Objective: We have previously shown 1 alpha,25-dihydroxyvitamin D-3 [1 alpha,25-(OH)(2)D-3] to inhibit mitochondrial uncoupling protein 2 (UCP2) expression in adipocytes and that in vivo suppression of calcitriol levels with calcium-rich diets increases UCP2 expression. Because UCP2 plays a significant role in the clearance of reactive oxygen species (ROS), we studied the effect of calcitriol on ROS production and ROS-induced adipocyte proliferation. Research Methods and Procedures: ROS production in human and murine adipocytes was stimulated by high glucose (30 mM) or H2O2 (100 nM). Results: Both approaches resulted in increased ROS pro duction by 27% to 100% (p < 0.05) and increased cell proliferation by 15% to 39% (p < 0.03). These effects were augmented by the addition of mitochondrial uncoupling inhibitor guanosine 5'-diphosphate (GDP; 100 mu M) or 1 alpha,25-(OH)(2)D-3 (10 nM) and attenuated by UCP2 overexpression, suggesting that inhibition of mitochondrial uncoupling suppresses clearance of ROS and increases adipocyte proliferation. The addition of a +/- tocopherol (1 mu M) inhibited cell proliferation in adipocytes treated with either H2O2 or high glucose, indicating that ROS plays a major role in the regulation of cell proliferation in adipocytes.
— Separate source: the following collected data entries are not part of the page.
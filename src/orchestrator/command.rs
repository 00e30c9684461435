//! 终端命令解析
//!
//! 每条命令对应页面上的一个交互事件

use crate::models::QuestionId;
use anyhow::{bail, Context, Result};

/// 帮助文本
pub const HELP: &str = "\
命令:
  list                         显示两块面板
  search [关键词]              过滤问题列表（留空恢复完整列表）
  open <问题ID>                打开列表中的问题
  new                          显示新问题表单
  ask <标题> | <问题内容>      发布问题
  reply <姓名> | <回答>        回答当前问题
  resolve                      解决（删除）当前问题
  help                         显示本帮助
  quit                         退出
";

/// 用户命令
#[derive(Debug, Clone, PartialEq, Eq)]
pub enum Command {
    List,
    Search(String),
    Open(QuestionId),
    New,
    Ask { subject: String, question: String },
    Reply { name: String, response: String },
    Resolve,
    Help,
    Quit,
}

impl Command {
    /// 解析一行输入，空行返回 `None`
    ///
    /// `search` 的参数保留原样（包括首尾空格），其余命令的参数去掉首尾空白
    pub fn parse(line: &str) -> Result<Option<Self>> {
        let line = line.trim_end_matches(['\r', '\n']).trim_start();
        if line.trim_end().is_empty() {
            return Ok(None);
        }

        let (verb, raw_rest) = match line.split_once(char::is_whitespace) {
            Some((verb, rest)) => (verb, rest),
            None => (line, ""),
        };
        let rest = raw_rest.trim();

        let command = match verb {
            "list" | "ls" => Command::List,
            "search" => Command::Search(raw_rest.to_string()),
            "open" => {
                let id = rest
                    .parse::<QuestionId>()
                    .with_context(|| format!("无效的问题ID: {:?}", rest))?;
                Command::Open(id)
            }
            "new" => Command::New,
            "ask" => {
                let (subject, question) = split_fields(rest);
                Command::Ask { subject, question }
            }
            "reply" => {
                let (name, response) = split_fields(rest);
                Command::Reply { name, response }
            }
            "resolve" => Command::Resolve,
            "help" | "?" => Command::Help,
            "quit" | "exit" => Command::Quit,
            other => bail!("未知命令: {}（输入 help 查看帮助）", other),
        };

        Ok(Some(command))
    }
}

/// 按 `|` 拆成两个字段，缺少分隔符时第二个字段为空
fn split_fields(rest: &str) -> (String, String) {
    match rest.split_once('|') {
        Some((first, second)) => (first.trim().to_string(), second.trim().to_string()),
        None => (rest.trim().to_string(), String::new()),
    }
}

#[cfg(test)]
mod tests {
    use super::*;

    #[test]
    fn parses_ask_with_separator() {
        let cmd = Command::parse("ask Math | What is 2+2?").unwrap();
        assert_eq!(
            cmd,
            Some(Command::Ask {
                subject: "Math".to_string(),
                question: "What is 2+2?".to_string(),
            })
        );
    }

    #[test]
    fn missing_separator_leaves_second_field_empty() {
        let cmd = Command::parse("reply Al").unwrap();
        assert_eq!(
            cmd,
            Some(Command::Reply {
                name: "Al".to_string(),
                response: String::new(),
            })
        );
    }

    #[test]
    fn bare_search_clears_filter() {
        assert_eq!(
            Command::parse("search").unwrap(),
            Some(Command::Search(String::new()))
        );
    }

    #[test]
    fn search_keeps_surrounding_spaces() {
        assert_eq!(
            Command::parse("search  a ").unwrap(),
            Some(Command::Search(" a ".to_string()))
        );
        assert_eq!(
            Command::parse("search  \r\n").unwrap(),
            Some(Command::Search(" ".to_string()))
        );
    }

    #[test]
    fn open_requires_numeric_id() {
        assert_eq!(
            Command::parse("open 42").unwrap(),
            Some(Command::Open(QuestionId::new(42)))
        );
        assert!(Command::parse("open abc").is_err());
    }

    #[test]
    fn blank_and_unknown_lines() {
        assert_eq!(Command::parse("   ").unwrap(), None);
        assert!(Command::parse("dance").is_err());
    }
}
Moreover, stimulation of ROS with high glucose and H2O2 resulted in a 2- to 5-fold increase in adipocyte intracellular calcium ([Ca2+]i; P < 0.001), and calcium channel antagonism (nifedipine, 10 mu M) suppressed ROS induced calcium influx and cell proliferation, indicating that [Ca2+]i may also regulate ROS production and exert a mitogenic effect in adipocytes. Discussion: These data support a role of 1 alpha,25-(OH)(2)D-3, UCP2, and [Ca2+]i in the regulation of adipocyte ROS production.